Trial users also assessed the samples based on their perception of product effectiveness and acceptance of the products such as the packaging, stickiness and greasiness after use, they then rated the test models with scores ranging from 3.5 to 4.5 points.  The findings reflected a variation between the user trail assessment and the measured results.  In 2 of the samples, the trial users perceived their moisturizing effect to be less satisfactory although the test showed all the 10 samples to be more or less similar within a short period (2 hours).  Aside from skin hydrates performance, product packaging, aroma and taste might also affect the users’ evaluation.  

Comprehensive product labelling in many cases was lacking.  Though 9 models were labelled with the expiry date, only 2 carried both the expiry date and the period after opening.  1 model was found without even an expiry date; another was without any information on its Hong Kong supplier and means of contact.  Further, 9 models were labelled in English only which does not meet the needs of consumers that are Chinese literal only. 

Fragrances are a frequent cause of allergy.  According to the products/ingredient list on each, 9 models were labelled with fragrance allergen/aroma ingredients, 4 contained 1 fragrance allergen while the other 3 from 3 to 6 and 10 fragrance allergens.  Consumers allergic to certain fragrances should be careful.

Whether or not mineral oil substances adversely affect the human body remains inconclusive.  Both the European Union and Mainland China permit the use of mineral oils in the ingredients of cosmetics products.  But research in recent years have noted that lip balm could easily be ingested orally into the body; and mineral oils may contain mineral oil saturated hydrocarbons (MOSH) and mineral oil aromatic hydrocarbons (MOAH).  The former could accumulate in several body tissues including adipose, lymph nodes, spleen and liver while some of the latter are suspected to be genotoxic and carcinogenic.

Although existing legislation does not prohibit the use of mineral oils in the manufacture of lip balms, manufacturers are called upon to reduce the MOSH and MOAH content to ensure their products have minimal impact on the health of consumers.

In the choice of lip balm, consumers can find out from the ingredient list that the product may have mineral oils substances if it contains: petroleum, paraffinum liquidum/mineral oil, paraffin, cera microcristallina/microcrystalline wax, ceresin/ozokerite, synthetic wax, polyethylene, polybutene, and polyisobutene, etc.

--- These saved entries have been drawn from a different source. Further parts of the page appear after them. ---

// SPDX-License-Identifier: AGPL-3.0-or-later
//
// Copyright (C) 2026 Relational Network

//! Per-chain aggregation.
//!
//! Liquid balances, delegations and rewards are fetched concurrently for one
//! derived address. Each query fails on its own; the snapshot keeps whatever
//! succeeded and records the rest in `failures`.

use std::time::Duration;

use crate::aggregate::fanout::bounded;
use crate::cosmos::denom::{parse_amount, resolve_coins, DenomExponents};
use crate::cosmos::{ChainQuery, DelegationEntry, ValidatorReward};
use crate::models::{
    ChainBalanceSnapshot, ChainProfile, DerivedAddress, FailureKind, QueryFailure, QueryKind,
    ResolvedCoin, RewardSummary, StakedSummary, ValidatorAmount,
};

/// Build the balance snapshot of one derived address.
pub async fn aggregate_chain(
    derived: &DerivedAddress,
    client: &dyn ChainQuery,
    exponents: &DenomExponents,
    timeout: Duration,
) -> ChainBalanceSnapshot {
    let profile = &derived.profile;
    let address = derived.address.as_str();

    let (liquid, staked, rewards) = tokio::join!(
        fetch_liquid(address, client, profile, exponents, timeout),
        fetch_staked(address, client, profile, timeout),
        fetch_rewards(address, client, profile, timeout),
    );

    let mut failures = Vec::new();

    let liquid = match liquid {
        Ok((coins, coin_failures)) => {
            failures.extend(coin_failures);
            coins
        }
        Err(failure) => {
            failures.push(failure);
            Vec::new()
        }
    };

    let staked = staked.unwrap_or_else(|failure| {
        failures.push(failure);
        StakedSummary {
            denom: profile.native_denom.clone(),
            ..StakedSummary::default()
        }
    });

    let rewards = rewards.unwrap_or_else(|failure| {
        failures.push(failure);
        RewardSummary {
            denom: profile.native_denom.clone(),
            ..RewardSummary::default()
        }
    });

    if !failures.is_empty() {
        tracing::warn!(
            chain = %profile.name,
            address = %address,
            failed = failures.len(),
            "Chain snapshot is partial"
        );
    }

    ChainBalanceSnapshot {
        address: address.to_string(),
        liquid,
        staked,
        rewards,
        failures,
    }
}

/// True when none of the three top-level queries produced data.
pub fn is_total_failure(snapshot: &ChainBalanceSnapshot) -> bool {
    [QueryKind::Liquid, QueryKind::Staked, QueryKind::Rewards]
        .iter()
        .all(|kind| {
            snapshot
                .failures
                .iter()
                .any(|f| f.query == *kind && f.subject.is_none())
        })
}

async fn fetch_liquid(
    address: &str,
    client: &dyn ChainQuery,
    profile: &ChainProfile,
    exponents: &DenomExponents,
    timeout: Duration,
) -> Result<(Vec<ResolvedCoin>, Vec<QueryFailure>), QueryFailure> {
    let coins = bounded(timeout, "balances", client.all_balances(address))
        .await
        .map_err(|e| query_failure(QueryKind::Liquid, e.kind(), e.to_string()))?;

    let batch = resolve_coins(coins, client, profile, exponents, timeout).await;
    Ok((batch.coins, batch.failures))
}

async fn fetch_staked(
    address: &str,
    client: &dyn ChainQuery,
    profile: &ChainProfile,
    timeout: Duration,
) -> Result<StakedSummary, QueryFailure> {
    let delegations = bounded(timeout, "delegations", client.delegations(address))
        .await
        .map_err(|e| query_failure(QueryKind::Staked, e.kind(), e.to_string()))?;

    reduce_delegations(&delegations, profile)
        .map_err(|message| query_failure(QueryKind::Staked, FailureKind::MalformedResponse, message))
}

async fn fetch_rewards(
    address: &str,
    client: &dyn ChainQuery,
    profile: &ChainProfile,
    timeout: Duration,
) -> Result<RewardSummary, QueryFailure> {
    let rewards = bounded(timeout, "rewards", client.rewards(address))
        .await
        .map_err(|e| query_failure(QueryKind::Rewards, e.kind(), e.to_string()))?;

    reduce_rewards(&rewards, profile)
        .map_err(|message| query_failure(QueryKind::Rewards, FailureKind::MalformedResponse, message))
}

fn query_failure(query: QueryKind, kind: FailureKind, message: String) -> QueryFailure {
    QueryFailure {
        query,
        kind,
        subject: None,
        message,
    }
}

/// Sum delegations in display units. No delegations is a zero total.
pub fn reduce_delegations(
    delegations: &[DelegationEntry],
    profile: &ChainProfile,
) -> Result<StakedSummary, String> {
    let scale = profile.native_scale();

    let delegations = delegations
        .iter()
        .map(|d| {
            Ok(ValidatorAmount {
                validator: d.validator.clone(),
                amount: parse_amount(&d.balance.amount)? / scale,
            })
        })
        .collect::<Result<Vec<_>, String>>()?;

    let total = delegations.iter().map(|d| d.amount).sum();

    Ok(StakedSummary {
        denom: profile.native_denom.clone(),
        delegations,
        total,
    })
}

/// Sum the first reward coin of every validator, scaled by the chain's
/// exponent plus its reward offset.
pub fn reduce_rewards(
    rewards: &[ValidatorReward],
    profile: &ChainProfile,
) -> Result<RewardSummary, String> {
    let scale = profile.reward_scale();

    let breakdown = rewards
        .iter()
        .map(|r| {
            let amount = match r.reward.first() {
                Some(coin) => parse_amount(&coin.amount)? / scale,
                None => 0.0,
            };
            Ok(ValidatorAmount {
                validator: r.validator.clone(),
                amount,
            })
        })
        .collect::<Result<Vec<_>, String>>()?;

    let total = breakdown.iter().map(|r| r.amount).sum();

    Ok(RewardSummary {
        denom: profile.native_denom.clone(),
        breakdown,
        total,
    })
}

#[cfg(test)]
mod tests {
    use super::*;
    use crate::cosmos::ChainClientError;
    use crate::models::RawCoin;
    use crate::test_support::{derived, profile, MockChain};

    const TIMEOUT: Duration = Duration::from_secs(1);

    fn exponents() -> DenomExponents {
        DenomExponents::from_profiles(&[
            profile("cosmoshub", "cosmos", "uatom", 6),
            profile("osmosis", "osmo", "uosmo", 6),
        ])
    }

    #[test]
    fn zero_delegations_is_zero_total() {
        let summary = reduce_delegations(&[], &profile("cosmoshub", "cosmos", "uatom", 6)).unwrap();
        assert_eq!(summary.total, 0.0);
        assert_eq!(summary.denom, "uatom");
        assert!(summary.delegations.is_empty());
    }

    #[test]
    fn rewards_use_first_coin_and_offset() {
        let mut chain = profile("evmos", "evmos", "aevmos", 6);
        chain.reward_denom_offset = 2;

        let rewards = vec![
            ValidatorReward {
                validator: "v1".into(),
                reward: vec![RawCoin::new("aevmos", "300000000"), RawCoin::new("other", "9")],
            },
            ValidatorReward {
                validator: "v2".into(),
                reward: vec![],
            },
            ValidatorReward {
                validator: "v3".into(),
                reward: vec![RawCoin::new("aevmos", "100000000.500")],
            },
        ];

        let summary = reduce_rewards(&rewards, &chain).unwrap();
        assert_eq!(summary.breakdown[0].amount, 3.0);
        assert_eq!(summary.breakdown[1].amount, 0.0);
        assert!((summary.total - 4.000000005).abs() < 1e-12);
    }

    #[test]
    fn malformed_delegation_amount_is_reported() {
        let entries = vec![DelegationEntry {
            validator: "v".into(),
            balance: RawCoin::new("uatom", "lots"),
        }];
        assert!(reduce_delegations(&entries, &profile("cosmoshub", "cosmos", "uatom", 6)).is_err());
    }

    #[tokio::test]
    async fn builds_full_snapshot() {
        let target = derived("osmosis", "osmo", "uosmo", 6);
        let client = MockChain::default()
            .with_balances(vec![
                RawCoin::new("uosmo", "5000000"),
                RawCoin::new("ibc/ATOMHASH", "2000000"),
            ])
            .with_trace("ATOMHASH", "uatom")
            .with_delegations(vec![("osmovaloper1a", "1000000")])
            .with_rewards(vec![("osmovaloper1a", vec![("uosmo", "250000.000000000000000000")])]);

        let snapshot = aggregate_chain(&target, &client, &exponents(), TIMEOUT).await;

        assert!(snapshot.is_complete());
        assert_eq!(snapshot.address, target.address);
        assert_eq!(snapshot.liquid.len(), 2);
        assert_eq!(snapshot.liquid[1].base_denom, "uatom");
        assert_eq!(snapshot.staked.total, 1.0);
        assert_eq!(snapshot.staked.denom, "uosmo");
        assert_eq!(snapshot.rewards.total, 0.25);
    }

    #[tokio::test]
    async fn one_failed_query_does_not_block_the_others() {
        let target = derived("cosmoshub", "cosmos", "uatom", 6);
        let client = MockChain::default()
            .with_balances(vec![RawCoin::new("uatom", "1000000")])
            .with_delegations_error(ChainClientError::NetworkUnavailable("down".into()))
            .with_rewards(vec![]);

        let snapshot = aggregate_chain(&target, &client, &exponents(), TIMEOUT).await;

        assert_eq!(snapshot.liquid[0].amount, 1.0);
        assert_eq!(snapshot.staked.total, 0.0);
        assert_eq!(snapshot.failures.len(), 1);
        assert_eq!(snapshot.failures[0].query, QueryKind::Staked);
        assert_eq!(snapshot.failures[0].kind, FailureKind::NetworkUnavailable);
        assert!(!is_total_failure(&snapshot));
    }

    #[tokio::test]
    async fn hanging_query_is_bounded() {
        let target = derived("cosmoshub", "cosmos", "uatom", 6);
        let client = MockChain::default()
            .with_balances(vec![RawCoin::new("uatom", "1000000")])
            .hanging_rewards();

        let snapshot =
            aggregate_chain(&target, &client, &exponents(), Duration::from_millis(20)).await;

        assert_eq!(snapshot.liquid.len(), 1);
        assert_eq!(snapshot.failures.len(), 1);
        assert_eq!(snapshot.failures[0].query, QueryKind::Rewards);
        assert_eq!(snapshot.failures[0].kind, FailureKind::Timeout);
    }

    #[tokio::test]
    async fn all_queries_failing_is_total_failure() {
        let target = derived("juno", "juno", "ujuno", 6);
        let err = ChainClientError::Timeout("rpc".into());
        let client = MockChain::default()
            .with_balances_error(err.clone())
            .with_delegations_error(err.clone())
            .with_rewards_error(err);

        let snapshot = aggregate_chain(&target, &client, &exponents(), TIMEOUT).await;
        assert!(is_total_failure(&snapshot));
    }
}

Regular users of lip balm, young babies and children should possibly avoid choosing lip care products with mineral oils.  Parents should be wary that some lip balm may have added special aroma and taste that children may be tempted by its taste and lick their lips all too often or use the balm many times, thus increasing the amount of mineral oil substances that may be ingested orally.
In the purchase and use of lip balm, consumers can follow the following suggestions:

  • Some of the products’ melting point may be a bit higher, do not use in great haste but apply several times more to allow enough balm to melt deep into the lip;
  • If the problem of dry lips becomes more serious, use the balm liberally every day to keep its moisturizing effect longer;
  • If you have developed lip infection or cold sores, cease using the lip balm stick to avoid infectious contagion repeatedly;
  • If you stay outdoors for a prolonged period of time, choose lip balm with sunscreen protection.